IEEE Trans Biomed Eng. 2024 Jan;71(1):237-246. doi: 10.1109/TBME.2023.3296489. Epub 2023 Dec 22.
Autism Spectrum Disorders (ASD) are characterized by impairments in joint attention (JA) comprising two components: responding to JA (RJA) and initiating JA (IJA). RJA and IJA are considered two interrelated aspects of JA, related to different stages of infant development. While recent technologies have been used to characterize RJA emerging in earlier childhood, only a limited number of studies have attempted to explore IJA, which progressively becomes evident as a hallmark of ASD. This study aims to achieve the social recognition of both RJA and IJA by vision-based human behavior perception through a multi-modal framework automatically and comprehensively.
The first three layers of this framework leverage localization, feature extraction, and activity recognition. On this basis, three critical activities in JA are recognized: attention estimation, spontaneous pointing, and showing actions. Then different behaviors are linked through the fourth layer, semantic interpretation, to model the JA event. The proposed framework is evaluated on experiments of four groups: 7 children with ASD, 5 children with mental retardation (MR), 5 children with developmental language disorder (DLD), and 3 typically developed children (TD).
Experimental results compared with human codings demonstrate recognition reliability with an intra-class coefficient of 0.959. In addition, statistical analysis suggests significant group difference and correlations.
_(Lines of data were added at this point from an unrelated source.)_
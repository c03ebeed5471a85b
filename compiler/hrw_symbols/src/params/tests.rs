use super::*;
use pretty_assertions::assert_eq;

#[test]
fn test_suffix_groups() {
    assert!(SuffixGroup::Any.validate("X-Forwarded-For"));
    assert!(!SuffixGroup::Any.validate(""));
    assert!(!SuffixGroup::Any.validate("has space"));

    assert!(SuffixGroup::Url.validate("path"));
    assert!(SuffixGroup::Url.validate("PATH"));
    assert!(!SuffixGroup::Url.validate("fragment"));

    assert!(SuffixGroup::Capture.validate("3"));
    assert!(!SuffixGroup::Capture.validate("10"));
    assert!(!SuffixGroup::Capture.validate("a"));
}

#[test]
fn test_value_checks() {
    let status = ValueCheck::Int { min: 100, max: 599 };
    assert_eq!(status.validate("403"), Ok(()));
    assert_eq!(status.validate("\"404\""), Ok(()));
    assert!(status.validate("99").is_err());
    assert!(status.validate("abc").is_err());

    assert_eq!(ValueCheck::Bool.validate("true"), Ok(()));
    assert!(ValueCheck::Bool.validate("yes").is_err());

    let algs = ValueCheck::OneOf(&["cubic", "bbr"]);
    assert_eq!(algs.validate("BBR"), Ok(()));
    assert!(algs.validate("reno").is_err());

    assert_eq!(ValueCheck::Any.validate(""), Ok(()));
}

#[test]
fn test_arity_display() {
    assert_eq!(Arity::NONE.to_string(), "exactly 0 arguments");
    assert_eq!(Arity::exactly(1).to_string(), "exactly 1 argument");
    assert_eq!(Arity::new(1, 2).to_string(), "1 to 2 arguments");
    assert_eq!(Arity::new(1, Arity::VARIADIC).to_string(), "at least 1 argument");
    assert!(Arity::new(1, 2).contains(2));
    assert!(!Arity::new(1, 2).contains(0));
}

#[test]
fn test_modifiers() {
    assert_eq!(OpModifiers::parse_one("l"), Some(OpModifiers::LAST));
    assert_eq!(OpModifiers::parse_one("LAST"), Some(OpModifiers::LAST));
    assert_eq!(OpModifiers::parse_one("INV"), Some(OpModifiers::INV));
    assert_eq!(OpModifiers::parse_one("NOCASE"), None);

    assert_eq!(OpModifiers::empty().render(), "");
    assert_eq!((OpModifiers::LAST | OpModifiers::QSA).render(), "[L,QSA]");
    assert_eq!(OpModifiers::INV.render(), "[I]");
}

#[test]
fn test_condition_modifiers() {
    assert_eq!(CondModifiers::parse_one("nocase"), Some(CondModifiers::NOCASE));
    assert_eq!(CondModifiers::parse_one("LAST"), Some(CondModifiers::LAST));
    assert_eq!(CondModifiers::parse_one("QSA"), None);
    assert!(CondModifiers::MATCH.contains(CondModifiers::SUF));
    assert!(!CondModifiers::MATCH.contains(CondModifiers::NOT));

    assert_eq!(CondModifiers::empty().render(), "");
    assert_eq!(
        (CondModifiers::OR | CondModifiers::NOT | CondModifiers::NOCASE).render(),
        "[NOT,NOCASE,OR]"
    );
}

#[test]
fn test_descriptor_builders() {
    let params = MapParams::new("inbound.url.", "%{CLIENT-URL:")
        .only_in(SectionSet::HTTP)
        .with_upper(SuffixGroup::Url);

    assert!(params.is_prefix());
    assert!(params.is_valid_in(Section::ReadRequest));
    assert!(!params.is_valid_in(Section::TxnStart));
    assert!(!params.is_valid_in(Section::Vars));
    assert_eq!(params.valid_sections(), SectionSet::HTTP);
    assert_eq!(params.render_target(Some("path")), "%{CLIENT-URL:PATH}");

    assert_eq!(params.primitive(), "CLIENT-URL");

    let exact = MapParams::new("inbound.ip", "%{IP:CLIENT}");
    assert!(!exact.is_prefix());
    assert!(exact.round_trip);
    assert_eq!(exact.restricted, SectionSet::VARS);
    assert_eq!(exact.render_target(None), "%{IP:CLIENT}");
    assert_eq!(exact.primitive(), "IP:CLIENT");

    let bare = MapParams::new("STATUS", "STATUS");
    assert_eq!(bare.render_target(None), "STATUS");
    assert_eq!(bare.primitive(), "STATUS");
}

#[test]
fn test_operator_target_is_primary_command() {
    let keyed = MapParams::operator(
        "inbound.req.",
        OpTemplate::keyed("set-header", "rm-header", Some("add-header")),
    );
    assert_eq!(keyed.target, "set-header");

    let call = MapParams::operator(
        "keep_query",
        OpTemplate::call_with("rm-destination", &["QUERY"], OpModifiers::INV),
    );
    assert_eq!(call.target, "rm-destination");
}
The multi-modal human behavior perception-based framework is a feasible solution for the recognition of joint attention in unconstrained environments.
Thus the proposed approach has the potential to improve the clinical diagnosis of autism by offering quantitative monitoring and statistical analysis.
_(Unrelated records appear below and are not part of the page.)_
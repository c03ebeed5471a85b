//! Append-only text builder.

use std::fmt;

/// Spaces emitted per indentation level.
pub const INDENT_WIDTH: usize = 4;

/// Append-only accumulator for generated text.
///
/// Appends are amortized O(1) per byte: the buffer doubles when full and is
/// never re-copied per append. `build` copies the current contents out and
/// leaves the assembler untouched, so it can be called repeatedly.
#[derive(Clone, Default, PartialEq, Eq)]
pub struct OutputAssembler {
    buffer: String,
}

impl OutputAssembler {
    pub fn new() -> Self {
        Self::default()
    }

    /// Create with pre-allocated capacity.
    pub fn with_capacity(capacity: usize) -> Self {
        Self {
            buffer: String::with_capacity(capacity),
        }
    }

    /// Append a text fragment.
    #[inline]
    pub fn append(&mut self, text: &str) -> &mut Self {
        self.buffer.push_str(text);
        self
    }

    /// Append `text` followed by a newline.
    #[inline]
    pub fn append_line(&mut self, text: &str) -> &mut Self {
        self.buffer.push_str(text);
        self.buffer.push('\n');
        self
    }

    /// Append `text` on its own line, indented by `level` steps.
    pub fn append_indented(&mut self, text: &str, level: usize) -> &mut Self {
        self.buffer.extend(std::iter::repeat(' ').take(level * INDENT_WIDTH));
        self.append_line(text)
    }

    /// Append `items` separated by `separator`.
    pub fn join<I>(&mut self, items: I, separator: &str) -> &mut Self
    where
        I: IntoIterator,
        I::Item: AsRef<str>,
    {
        let mut first = true;
        for item in items {
            if !first {
                self.buffer.push_str(separator);
            }
            first = false;
            self.buffer.push_str(item.as_ref());
        }
        self
    }

    /// Copy out the accumulated text. Non-destructive.
    pub fn build(&self) -> String {
        self.buffer.clone()
    }

    /// Consume the assembler and return its buffer without copying.
    pub fn into_string(self) -> String {
        self.buffer
    }

    /// Borrow the accumulated text.
    pub fn as_str(&self) -> &str {
        &self.buffer
    }

    /// Discard all content. The allocation is kept for reuse.
    pub fn clear(&mut self) {
        self.buffer.clear();
    }

    /// Bytes accumulated so far.
    #[inline]
    pub fn size(&self) -> usize {
        self.buffer.len()
    }

    pub fn is_empty(&self) -> bool {
        self.buffer.is_empty()
    }

    /// Allocated capacity in bytes.
    pub fn capacity(&self) -> usize {
        self.buffer.capacity()
    }
}

impl fmt::Write for OutputAssembler {
    fn write_str(&mut self, s: &str) -> fmt::Result {
        self.buffer.push_str(s);
        Ok(())
    }
}

impl fmt::Debug for OutputAssembler {
    fn fmt(&self, f: &mut fmt::Formatter<'_>) -> fmt::Result {
        f.debug_struct("OutputAssembler")
            .field("size", &self.size())
            .field("capacity", &self.capacity())
            .finish()
    }
}

#[cfg(test)]
mod tests;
自闭症谱系障碍(ASD)的特征是共同注意力(JA)受损,包括两个组成部分:对 JA 的反应(RJA)和发起 JA(IJA)。RJA 和 IJA 被认为是 JA 的两个相互关联的方面,与婴儿发育的不同阶段有关。虽然最近的技术已被用于描述早期儿童出现的 RJA,但只有少数研究试图探索 IJA,这是 ASD 的一个显著特征。本研究旨在通过基于视觉的人类行为感知,通过一个多模态框架自动而全面地实现对 RJA 和 IJA 的社会认知。
该框架的前三层利用定位、特征提取和活动识别。在此基础上,识别 JA 中的三个关键活动:注意力估计、自发指向和展示动作。然后,通过第四层不同行为的链接,语义解释,来构建 JA 事件模型。该框架在四个组别的实验中进行了评估:7 名 ASD 儿童、5 名智力障碍(MR)儿童、5 名发育性语言障碍(DLD)儿童和 3 名正常发育儿童(TD)。
与人工编码的实验结果比较表明,识别可靠性的组内系数为 0.959。此外,统计分析表明存在显著的组间差异和相关性。
基于多模态人类行为感知的框架是一种在非约束环境中识别共同注意力的可行方法。
因此,该方法有可能通过提供定量监测和统计分析来改善自闭症的临床诊断。